The VMSZ campaigned for the "No" side (i.e., the side favoured by Hungarian prime minister Viktor Orbán) in the 2016 Hungarian migrant quota referendum, in which many Vojvodina Hungarians were eligible to vote. When asked if the non-binding referendum would have any legal effect, his response was, "This is about making our opinions clearly understood."

The VMSZ led a successful drive to increase its voter turnout in the 2020 Serbian parliamentary election and won a record nine seats in the national assembly. Pásztor, who once again led the party's list, was elected to a sixth term. In this parliament, he again served on the committee on constitutional and legal issues, led Serbia's parliamentary friendship group with Spain, and was a member of the friendship group with Poland. Pásztor also led the VMSZ's list for the Subotica city assembly in the concurrent 2020 Serbian local elections and was elected when the list won twenty-two out of sixty-seven mandates. The SNS won the election in the city and afterward formed a local coalition government with the VMSZ. As part of the coalition arrangement, Pásztor became president of the local assembly on 21 August 2020.
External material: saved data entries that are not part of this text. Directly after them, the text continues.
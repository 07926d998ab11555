// src/core/warden/instance.rs

//! The per-instance bookkeeping records Warden keeps for a monitored primary,
//! its replicas, and the peer sentinels that watch the same primary (§3,
//! §4.3–§4.7). Replicas and peer sentinels are owned directly inside their
//! primary's maps rather than living in a shared arena: Rust's ownership
//! already guarantees a replica record cannot outlive the primary record that
//! holds it, which is the property the original's manual refcounted
//! `sentinelRedisInstance` arena exists to provide.

use super::link::InstanceLink;
use super::address::Address;
use bitflags::bitflags;
use indexmap::IndexMap;
use std::collections::{HashMap, HashSet};
use std::sync::Arc;
use std::time::{Duration, Instant};
use parking_lot::Mutex;

bitflags! {
    /// Per-instance status flags (§3), mirroring the original's
    /// `SRI_*` flag bits.
    #[derive(Debug, Clone, Copy, PartialEq, Eq)]
    pub struct StatusFlags: u32 {
        const S_DOWN                 = 1 << 0;
        const O_DOWN                 = 1 << 1;
        const PROMOTED               = 1 << 2;
        const RECONF_SENT            = 1 << 3;
        const RECONF_INPROG          = 1 << 4;
        const RECONF_DONE            = 1 << 5;
        const FAILOVER_IN_PROGRESS   = 1 << 6;
        const FORCE_FAILOVER         = 1 << 7;
        const SCRIPT_KILL_SENT       = 1 << 8;
        const PRIMARY_REBOOTING      = 1 << 9;
        const PRIMARY_DOWN_FROM_PEER = 1 << 10;
        /// `SENTINEL SIMULATE-FAILURE crash-after-election` (§B): asserts
        /// property 9 (persist-before-act) by logging instead of crashing.
        const SIMULATE_CRASH_AFTER_ELECTION = 1 << 11;
        /// `SENTINEL SIMULATE-FAILURE crash-after-promotion` (§B).
        const SIMULATE_CRASH_AFTER_PROMOTION = 1 << 12;
    }
}

#[derive(Debug, Clone, Copy, PartialEq, Eq)]
pub enum Role {
    Unknown,
    Primary,
    Replica,
}

/// The failover state machine (§4.5.1), in the exact state names the
/// specification uses.
#[derive(Debug, Clone, Copy, PartialEq, Eq)]
pub enum FailoverState {
    None,
    WaitStart,
    SelectReplica,
    SendReplicaofNoOne,
    WaitPromotion,
    ReconfReplicas,
    UpdateConfig,
}

impl Default for FailoverState {
    fn default() -> Self {
        FailoverState::None
    }
}

/// Fields parsed out of a replica/primary's last `INFO` reply (§4.3.3).
#[derive(Debug, Clone, Default)]
pub struct InfoSnapshot {
    pub role: Option<Role>,
    pub run_id: Option<String>,
    pub replication_offset: u64,
    pub primary_host: Option<String>,
    pub primary_port: Option<u16>,
    pub primary_link_status_ok: bool,
    /// `master_link_down_since_seconds`: how long (per the replica's own
    /// clock) it has reported its link to its primary as down. Feeds the
    /// §4.5.1 candidacy bound on stale replicas.
    pub primary_link_down_since_seconds: Option<u64>,
    pub replica_priority: u32,
    pub replica_repl_offset: u64,
    pub connected_replicas: Vec<ReplicaInfoLine>,
}

/// One `slaveN:ip=...,port=...,state=...,offset=...` line from a primary's
/// `INFO` reply.
#[derive(Debug, Clone)]
pub struct ReplicaInfoLine {
    pub ip: String,
    pub port: u16,
    pub offset: u64,
}

/// A replica of a monitored primary.
pub struct ReplicaRecord {
    pub addr: Address,
    pub run_id: Option<String>,
    pub link: InstanceLink,
    pub flags: StatusFlags,
    pub info: InfoSnapshot,
    pub priority: u32,
    pub down_since: Option<Instant>,
    pub last_info_time: Option<Instant>,
    /// What the primary's own `slaveN:` line in its INFO reply claims this
    /// replica's announced address is; used to detect a replica that has
    /// moved without Warden's knowledge (§4.3.3).
    pub announced_by_primary_as: Option<Address>,
}

impl ReplicaRecord {
    pub fn new(addr: Address) -> Self {
        Self {
            addr,
            run_id: None,
            link: InstanceLink::new(),
            flags: StatusFlags::empty(),
            info: InfoSnapshot::default(),
            priority: 100,
            down_since: None,
            last_info_time: None,
            announced_by_primary_as: None,
        }
    }
}

/// A peer sentinel watching the same primary. When the same physical
/// sentinel process also watches other primaries Warden monitors, its
/// `InstanceLink` is shared (not its `ReplicaRecord`-equivalent bookkeeping,
/// which stays per-primary since SDOWN/vote state is itself per-primary).
pub struct PeerSentinelRecord {
    pub addr: Address,
    pub run_id: String,
    pub link: Arc<Mutex<InstanceLink>>,
    pub flags: StatusFlags,
    pub last_hello_time: Option<Instant>,
    pub leader_vote: Option<(String, u64)>,
    /// Last time this peer answered an `IS-MASTER-DOWN-BY-ADDR` query we
    /// sent it; a reply older than `5 * ask_period` is stale and its
    /// PRIMARY-DOWN view/vote are cleared (§4.4).
    pub last_is_master_down_reply_time: Option<Instant>,
}

impl PeerSentinelRecord {
    pub fn new(addr: Address, run_id: String, link: Arc<Mutex<InstanceLink>>) -> Self {
        Self {
            addr,
            run_id,
            link,
            flags: StatusFlags::empty(),
            last_hello_time: None,
            leader_vote: None,
            last_is_master_down_reply_time: None,
        }
    }
}

/// Per-primary configuration, overridable from the defaults in
/// SPEC_FULL.md §B.
#[derive(Debug, Clone)]
pub struct PrimaryConfig {
    pub quorum: u32,
    pub down_after_period: std::time::Duration,
    pub failover_timeout: std::time::Duration,
    pub parallel_syncs: u32,
    pub auth_pass: Option<String>,
    pub auth_user: Option<String>,
    pub notification_script: Option<String>,
    pub client_reconfig_script: Option<String>,
    /// §9: how long to wait after a primary reports itself freshly rebooted
    /// before counting it towards `down_after_period`, distinct from the
    /// ordinary link-timeout window. Defaults to `down_after_period` itself.
    pub master_reboot_down_after_period: std::time::Duration,
    /// Command renames (`rename-command`, §6/§9) applied to the frames
    /// Warden sends to this primary's own instances, keyed by the
    /// canonical upper-case command name.
    pub rename_commands: HashMap<String, String>,
}

impl Default for PrimaryConfig {
    fn default() -> Self {
        Self {
            quorum: 2,
            down_after_period: std::time::Duration::from_millis(30_000),
            failover_timeout: std::time::Duration::from_millis(180_000),
            parallel_syncs: 1,
            auth_pass: None,
            auth_user: None,
            notification_script: None,
            client_reconfig_script: None,
            master_reboot_down_after_period: std::time::Duration::from_millis(30_000),
            rename_commands: HashMap::new(),
        }
    }
}

/// Everything Warden tracks about one monitored primary and its entourage.
pub struct PrimaryRecord {
    pub name: String,
    pub addr: Address,
    pub run_id: Option<String>,
    pub link: InstanceLink,
    pub flags: StatusFlags,
    pub info: InfoSnapshot,
    pub config: PrimaryConfig,
    pub config_epoch: u64,
    pub down_since: Option<Instant>,
    pub last_info_time: Option<Instant>,
    pub last_publish_time: Option<Instant>,
    /// §3 "reported role + timestamp of role report": when `info.role` last
    /// *changed* (not merely re-reported). §4.4's second SDOWN clause keys
    /// off how long the primary has been stuck reporting `role:slave`.
    pub role_since: Option<Instant>,
    /// When `PRIMARY_REBOOTING` was last set: the moment an INFO reply
    /// revealed a changed `run_id` while the link was otherwise healthy
    /// (§4.4 third SDOWN clause, §9 `master-reboot-down-after-period`).
    pub reboot_seen_at: Option<Instant>,

    pub replicas: IndexMap<String, ReplicaRecord>,
    pub sentinels: IndexMap<String, PeerSentinelRecord>,

    pub failover_state: FailoverState,
    pub failover_state_change_time: Option<Instant>,
    pub failover_start_time: Option<Instant>,
    /// The epoch of the in-flight failover attempt (§4.5), bumped off the
    /// global `current_epoch` when `try_start` fires.
    pub failover_epoch: u64,
    /// Our own recorded vote for this primary: `(leader_run_id, leader_epoch)`
    /// from §4.5's voting rule — at most one vote per epoch, persisted
    /// before being acted on (§7).
    pub leader_run_id: Option<String>,
    pub leader_epoch: Option<u64>,
    pub promoted_replica: Option<String>,
    /// Votes this sentinel has *collected* from peers, keyed by the voting
    /// sentinel's run id (our own vote is recorded under our own run id
    /// too), mapping to `(candidate_run_id, voted_epoch)` — fed into
    /// `quorum::tally_votes_for` (§4.5 "computing the leader").
    pub votes_received: HashMap<String, (String, u64)>,
    pub last_failover_end_time: Option<Instant>,
    /// Rate-limits `SENTINEL IS-MASTER-DOWN-BY-ADDR` queries to peers to at
    /// most once every `ask_period` (§4.4).
    pub last_ask_time: Option<Instant>,

    /// Replicas still pending the `REPLICAOF` bundle during `ReconfReplicas`
    /// (§4.5.1 step 5), keyed by run id.
    pub replicas_reconfiguring: HashSet<String>,
}

impl PrimaryRecord {
    pub fn new(name: String, addr: Address, config: PrimaryConfig) -> Self {
        Self {
            name,
            addr,
            run_id: None,
            link: InstanceLink::new(),
            flags: StatusFlags::empty(),
            info: InfoSnapshot::default(),
            config,
            config_epoch: 0,
            down_since: None,
            last_info_time: None,
            last_publish_time: None,
            role_since: None,
            reboot_seen_at: None,
            replicas: IndexMap::new(),
            sentinels: IndexMap::new(),
            failover_state: FailoverState::None,
            failover_state_change_time: None,
            failover_start_time: None,
            failover_epoch: 0,
            leader_run_id: None,
            leader_epoch: None,
            promoted_replica: None,
            votes_received: HashMap::new(),
            last_failover_end_time: None,
            last_ask_time: None,
            replicas_reconfiguring: HashSet::new(),
        }
    }

    /// Current externally-visible status, used by `INFO` / `SENTINEL
    /// MASTERS` (§6).
    pub fn status_str(&self) -> &'static str {
        if self.flags.contains(StatusFlags::O_DOWN) {
            "odown"
        } else if self.flags.contains(StatusFlags::S_DOWN) {
            "sdown"
        } else {
            "ok"
        }
    }

    pub fn quorum_reached(&self) -> bool {
        let voters = self.sentinels.len() as u32 + 1;
        let agreeing = self
            .sentinels
            .values()
            .filter(|s| s.flags.contains(StatusFlags::S_DOWN) || s.flags.contains(StatusFlags::PRIMARY_DOWN_FROM_PEER))
            .count() as u32
            + if self.flags.contains(StatusFlags::S_DOWN) { 1 } else { 0 };
        let _ = voters;
        agreeing >= self.config.quorum
    }

    pub fn reset_failover_state(&mut self) {
        self.failover_state = FailoverState::None;
        self.failover_state_change_time = None;
        self.failover_start_time = None;
        self.promoted_replica = None;
        self.votes_received.clear();
        self.replicas_reconfiguring.clear();
        self.flags.remove(
            StatusFlags::FAILOVER_IN_PROGRESS
                | StatusFlags::FORCE_FAILOVER
                | StatusFlags::RECONF_SENT
                | StatusFlags::RECONF_INPROG
                | StatusFlags::RECONF_DONE,
        );
    }

    /// The full §4.5.1 candidacy gate plus selection ordering: not SDOWN,
    /// not ODOWN, not link-disconnected; seen alive within `5 * ping_period`;
    /// INFO refreshed within `5 * ping_period` (while we consider ourselves
    /// SDOWN) or `3 * info_period` otherwise; the replica's self-reported
    /// primary-link-down time bounded by how long *we've* considered our
    /// primary down plus `10 * down_after_period`; priority > 0. Candidates
    /// are ordered by `(priority asc, offset desc, runid asc)` with a NULL
    /// runid sorting after every non-null one (property 8, scenario S5) —
    /// it is still a *candidate*, just the tiebreak loser.
    pub fn select_promotion_candidate(&self, now: Instant, ping_period: Duration, info_period: Duration) -> Option<String> {
        let we_think_primary_is_sdown = self.flags.contains(StatusFlags::S_DOWN);
        let info_recency_bound = if we_think_primary_is_sdown {
            ping_period * 5
        } else {
            info_period * 3
        };
        let our_primary_down_elapsed = self
            .down_since
            .map(|t| now.duration_since(t))
            .unwrap_or(Duration::ZERO);
        let link_down_bound = our_primary_down_elapsed + self.config.down_after_period * 10;

        self.replicas
            .iter()
            .filter(|(_, r)| {
                !r.flags.intersects(StatusFlags::S_DOWN | StatusFlags::O_DOWN)
                    && !r.link.disconnected
                    && r.priority != 0
                    && r.link
                        .last_pong_time
                        .is_some_and(|t| now.duration_since(t) <= ping_period * 5)
                    && r.last_info_time
                        .is_some_and(|t| now.duration_since(t) <= info_recency_bound)
                    && r.info
                        .primary_link_down_since_seconds
                        .map(Duration::from_secs)
                        .is_none_or(|d| d <= link_down_bound)
            })
            .min_by(|(id_a, a), (id_b, b)| {
                a.priority
                    .cmp(&b.priority)
                    .then_with(|| b.info.replica_repl_offset.cmp(&a.info.replica_repl_offset))
                    .then_with(|| match (&a.run_id, &b.run_id) {
                        (Some(x), Some(y)) => x.cmp(y),
                        (Some(_), None) => std::cmp::Ordering::Less,
                        (None, Some(_)) => std::cmp::Ordering::Greater,
                        (None, None) => id_a.cmp(id_b),
                    })
            })
            .map(|(id, _)| id.clone())
    }
}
He led the VMSZ's list for a fifth consecutive time in the 2022 Serbian parliamentary election and was re-elected as the party fell back to five seats. In this term, he was a member of the judiciary committee, once again the leader of Serbia's parliamentary friendship group with Spain, and a member of the friendship groups with Austria and Poland.

===Party leader (2023–present)===
István Pásztor died on 30 October 2023. The following day, Balint Pásztor was named as the VMSZ's acting leader.

Pásztor again led the VMSZ's list in the 2023 Serbian parliamentary election and was elected to an eighth term when the list won six seats. The SNS and its allies won a majority victory, and Pásztor afterward represented the VMSZ in negotiations for a new administration. He said that his party was not seeking ministerial positions but wanted to remain part of the government at the state secretary level.

Pásztor was elected as leader of the VMSZ at a party convention in Senta on 2 March 2024. He was the only candidate for the position and received the support of 333 out of 335 delegates in attendance. In the national assembly, he is once again is the leader of the VMSZ's assembly group, serves on the judiciary committee, leads the friendship group with Spain, and is a member of the friendship group with Poland.

He led the VMSZ's list for Subotica in the 2024 Serbian local elections and was re-elected to the city assembly when the list won nineteen seats. When the new assembly convened on 10 July, he stood down as president – and, in fact, resigned his seat – saying that he wanted to focus on his work in the national assembly and as party leader.